OSM administrative boundary conflation

This repo contains set of predefined pipelines, data formats and tools that aid conflation of administrative boundaries in OpenStreetMap (OSM). If you get your hands on authoritative dataset ("external truth") which contains geometries of admin boundaries, this repo can help you to import this data in an easy and semi-automated way.
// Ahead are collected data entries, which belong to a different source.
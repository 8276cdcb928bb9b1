//! The single failure value raised by business logic
//!
//! A `DomainError` captures the kind, message key, positional arguments, an
//! optional cause and diagnostic context. It holds no rendered text: the
//! message is produced on demand for whatever locale the boundary asks for,
//! so an error built under one request can be rendered under another.

use std::borrow::Cow;
use std::fmt::Write as _;

use cb_shared::types::{ApiValidationError, Locale};
use serde_json::Value;
use thiserror::Error;

use super::kind::{ErrorKind, ErrorKindId};
use crate::i18n::{display_value, CatalogError, MessageCatalog};

/// Positional message arguments
pub type Args = Vec<Value>;

/// Boxed cause attached to a `DomainError`
pub type BoxError = Box<dyn std::error::Error + Send + Sync + 'static>;

/// Context label under which generic errors record their cause
pub const CAUSE_LABEL: &str = "cause";

/// One rejected field or object reported by validation
#[derive(Debug, Clone, PartialEq)]
pub struct ConstraintViolation {
    pub object_name: String,
    /// `None` for object-level constraints
    pub field_name: Option<String>,
    pub rejected_value: Option<Value>,
    /// Already-interpolated validation message
    pub message: String,
}

impl ConstraintViolation {
    pub fn new(
        object_name: impl Into<String>,
        field_name: Option<String>,
        rejected_value: Option<Value>,
        message: impl Into<String>,
    ) -> Self {
        Self {
            object_name: object_name.into(),
            field_name,
            rejected_value,
            message: message.into(),
        }
    }

    pub fn field(
        object_name: impl Into<String>,
        field_name: impl Into<String>,
        rejected_value: impl Into<Value>,
        message: impl Into<String>,
    ) -> Self {
        Self::new(object_name, Some(field_name.into()), Some(rejected_value.into()), message)
    }
}

impl From<ConstraintViolation> for ApiValidationError {
    fn from(violation: ConstraintViolation) -> Self {
        ApiValidationError::new(
            violation.object_name,
            violation.field_name,
            violation.rejected_value,
            violation.message,
        )
    }
}

#[derive(Error, Debug)]
#[error("{}: {}", .kind.stable_code, .message_key)]
pub struct DomainError {
    kind: &'static ErrorKind,
    message_key: Cow<'static, str>,
    args: Vec<Value>,
    #[source]
    cause: Option<BoxError>,
    context: Vec<(String, Value)>,
    violations: Vec<ConstraintViolation>,
}

impl DomainError {
    /// Error of kind `id` rendered from the kind's message key
    pub fn new(id: ErrorKindId, args: Vec<Value>) -> Self {
        let kind = id.kind();
        Self {
            kind,
            message_key: Cow::Borrowed(kind.message_key),
            args,
            cause: None,
            context: Vec::new(),
            violations: Vec::new(),
        }
    }

    /// Error of kind `id` with no arguments
    pub fn of(id: ErrorKindId) -> Self {
        Self::new(id, Vec::new())
    }

    /// Render from `key` instead of the kind's default message key
    pub fn with_message_key(mut self, key: impl Into<Cow<'static, str>>) -> Self {
        self.message_key = key.into();
        self
    }

    pub fn with_cause(mut self, cause: impl Into<BoxError>) -> Self {
        self.cause = Some(cause.into());
        self
    }

    pub fn with_violations(mut self, violations: Vec<ConstraintViolation>) -> Self {
        self.violations = violations;
        self
    }

    /// Append a diagnostic entry; earlier entries with the same label are kept
    pub fn add_context(mut self, label: impl Into<String>, value: impl Into<Value>) -> Self {
        self.push_context(label, value);
        self
    }

    /// In-place form of [`DomainError::add_context`]
    pub fn push_context(&mut self, label: impl Into<String>, value: impl Into<Value>) -> &mut Self {
        self.context.push((label.into(), value.into()));
        self
    }

    /// Replace every entry under `label` with a single one
    pub fn set_context(mut self, label: impl Into<String>, value: impl Into<Value>) -> Self {
        let label = label.into();
        self.context.retain(|(existing, _)| *existing != label);
        self.context.push((label, value.into()));
        self
    }

    /// Every value recorded under `label`, oldest first
    pub fn context_values(&self, label: &str) -> Vec<&Value> {
        self.context
            .iter()
            .filter(|(existing, _)| existing == label)
            .map(|(_, value)| value)
            .collect()
    }

    /// Latest value recorded under `label`
    pub fn context_value(&self, label: &str) -> Option<&Value> {
        self.context
            .iter()
            .rev()
            .find(|(existing, _)| existing == label)
            .map(|(_, value)| value)
    }

    pub fn first_context_value(&self, label: &str) -> Option<&Value> {
        self.context
            .iter()
            .find(|(existing, _)| existing == label)
            .map(|(_, value)| value)
    }

    /// All entries in insertion order
    pub fn context_entries(&self) -> &[(String, Value)] {
        &self.context
    }

    /// Distinct labels in first-seen order
    pub fn context_labels(&self) -> Vec<&str> {
        let mut labels: Vec<&str> = Vec::new();
        for (label, _) in &self.context {
            if !labels.contains(&label.as_str()) {
                labels.push(label.as_str());
            }
        }
        labels
    }

    pub fn kind(&self) -> &'static ErrorKind {
        self.kind
    }

    pub fn id(&self) -> ErrorKindId {
        self.kind.id
    }

    pub fn stable_code(&self) -> &'static str {
        self.kind.stable_code
    }

    pub fn http_status(&self) -> u16 {
        self.kind.http_status
    }

    pub fn message_key(&self) -> &str {
        &self.message_key
    }

    pub fn args(&self) -> &[Value] {
        &self.args
    }

    pub fn cause(&self) -> Option<&(dyn std::error::Error + Send + Sync + 'static)> {
        self.cause.as_deref()
    }

    pub fn violations(&self) -> &[ConstraintViolation] {
        &self.violations
    }

    pub fn has_violations(&self) -> bool {
        !self.violations.is_empty()
    }

    /// Localized message, surfacing catalog faults
    ///
    /// A raw key with no template falls back to the kind's key before
    /// falling back to the key text itself.
    pub fn try_render_message(&self, catalog: &dyn MessageCatalog, locale: &Locale) -> Result<String, CatalogError> {
        let message = catalog.try_resolve(&self.message_key, locale, &self.args)?;
        if message == self.message_key && self.message_key != self.kind.message_key {
            return catalog.try_resolve(self.kind.message_key, locale, &self.args);
        }
        Ok(message)
    }

    /// Localized message; catalog faults degrade to the message key
    pub fn render_message(&self, catalog: &dyn MessageCatalog, locale: &Locale) -> String {
        self.try_render_message(catalog, locale).unwrap_or_else(|err| {
            tracing::warn!(code = self.stable_code(), error = %err, "Message rendering degraded");
            self.message_key.to_string()
        })
    }

    /// Localized message followed by the context entries and the cause
    pub fn render_debug_message(&self, catalog: &dyn MessageCatalog, locale: &Locale) -> String {
        self.formatted_message(&self.render_message(catalog, locale))
    }

    /// `base` followed by numbered context entries and the cause chain
    pub fn formatted_message(&self, base: &str) -> String {
        let mut out = String::from(base);

        if !self.context.is_empty() {
            out.push_str("\nContext:");
            for (idx, (label, value)) in self.context.iter().enumerate() {
                let _ = write!(out, "\n\t[{}:{}={}]", idx + 1, label, display_value(value));
            }
        }

        let mut source = self.cause.as_deref().map(|err| err as &(dyn std::error::Error + 'static));
        while let Some(err) = source {
            let _ = write!(out, "\nCaused by: {}", err);
            source = err.source();
        }

        out
    }
}

/// Convert any serializable value into a message argument
pub fn arg<T: serde::Serialize + ?Sized>(value: &T) -> Value {
    serde_json::to_value(value).unwrap_or(Value::Null)
}

/// Build a positional argument list from heterogeneous values
///
/// ```
/// use cb_core::args;
/// let args = args!["Employee", 42];
/// assert_eq!(args.len(), 2);
/// ```
#[macro_export]
macro_rules! args {
    () => {
        $crate::errors::Args::new()
    };
    ($($value:expr),+ $(,)?) => {
        ::std::vec![$($crate::errors::arg(&$value)),+]
    };
}
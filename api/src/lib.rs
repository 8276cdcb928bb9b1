pub mod app;
pub mod dto;
pub mod handlers;
pub mod i18n;
pub mod logging;
pub mod middleware;
pub mod routes;

use actix_web::{web, HttpServer};
use anyhow::Context;

use cb_shared::config::AppConfig;
use cb_shared::types::RequestContext;

use crate::app::{create_app, AppState};
use crate::handlers::EnvelopeBuilder;
use crate::routes::EmployeeDirectory;

/// Load the catalog, then serve until shutdown
pub async fn run(config: AppConfig) -> anyhow::Result<()> {
    let catalog = i18n::load_catalog(&config.i18n).context("failed to load message bundle")?;
    let envelope = EnvelopeBuilder::new(catalog, config.envelope.clone());
    let state = web::Data::new(AppState::new(envelope, EmployeeDirectory::seeded()));
    let defaults = RequestContext::new(config.i18n.default_locale.clone(), config.i18n.default_time_zone.clone());

    let bind_address = config.server.bind_address();
    tracing::info!(
        environment = %config.environment,
        address = %bind_address,
        locale = %defaults.locale(),
        time_zone = %defaults.time_zone(),
        custom_defaults = config.i18n.overrides_builtin_defaults(),
        "Starting Cometbid API server"
    );

    let mut server = HttpServer::new(move || create_app(state.clone(), defaults.clone()));
    if config.server.workers > 0 {
        server = server.workers(config.server.workers);
    }

    server
        .bind(&bind_address)
        .with_context(|| format!("failed to bind {}", bind_address))?
        .run()
        .await
        .context("server terminated with an error")
}
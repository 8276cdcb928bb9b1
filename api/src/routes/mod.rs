//! HTTP routes
//!
//! Handlers return `ApiResult`; every failure, including extractor
//! rejections, leaves as an error envelope.

pub mod employees;
pub mod health;
pub mod time;

use actix_web::{error, web, HttpRequest, HttpResponse};

use cb_core::args;
use cb_core::errors::{raise, ErrorKindId};

use crate::handlers::{ApiResult, AppError};
use crate::middleware::error_handler::PATH_NOT_FOUND_KEY;

pub use employees::EmployeeDirectory;

/// Register every route under `cfg`
pub fn configure(cfg: &mut web::ServiceConfig) {
    cfg.app_data(json_config())
        .app_data(query_config())
        .route("/health", web::get().to(health::health_check))
        .service(
            web::scope("/api/v1")
                .service(
                    web::scope("/employees")
                        .route("", web::post().to(employees::create_employee))
                        .route("/{id}", web::get().to(employees::get_employee)),
                )
                .route("/time/echo", web::get().to(time::echo)),
        );
}

/// JSON body rejections mapped onto their kinds
pub fn json_config() -> web::JsonConfig {
    web::JsonConfig::default().error_handler(|err, _req| {
        let detail = err.to_string();
        let error = match err {
            error::JsonPayloadError::Deserialize(_) => raise::json_parse_error(args![]),
            error::JsonPayloadError::ContentType => raise::unsupported_media_type(args![]),
            _ => raise::request_not_readable(args![]),
        };
        AppError::from(error.add_context("detail", detail)).into()
    })
}

/// Query string rejections become INV-PARAM-001
pub fn query_config() -> web::QueryConfig {
    web::QueryConfig::default().error_handler(|err, _req| {
        let detail = err.to_string();
        AppError::from(raise::invalid_parameter(args![detail.clone()]).add_context("detail", detail)).into()
    })
}

/// Fallback for requests that match no route
pub async fn not_found(req: HttpRequest) -> ApiResult<HttpResponse> {
    Err(raise::raise_with_key(ErrorKindId::ResourceNotFound, PATH_NOT_FOUND_KEY, args![req.path()])
        .add_context("method", req.method().as_str())
        .into())
}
Conflation is hard and labor-intensive process if you want to do it properly. When conflating boundaries, you need to take great care not to accidentally move national boundary, or move other glued ways like highways, or move tagged nodes, like traffic lights. And you can have other relations glued together with administrative boundaries. It can get messy and error-prone very fast. This repo helps with all of that and on high-level it will enable you to:

measure quality of your boundaries (authoritative data vs OSM data)
keep quality of OSM boundaries in daily, continuous fashion
prepare data so you can do manual conflation using tools like JOSM
check conflation potential (what can be semi-automatically conflated, what not and most importantly - why not)
do ungluing and conflate boundary ways in semi-automatic ways (present to user each way to be conflated and result of conflation and ask user to proceed)

Install

This repo is tested exclusively in Linux and is recommended way to use it. On Windows, your best bet is Conda. Here are brief instructions for Debian:

sudo apt install proj-bin libproj-dev curl gdal-bin git
python -m pip install -r requirements.txt

Also, you will need to install Docker if you plan to use local Overpass instance (which is highly encouraged). If you do use Docker, do note that all scripts here assume that Docker could be ran without root, so try to set up Docker to be rootless.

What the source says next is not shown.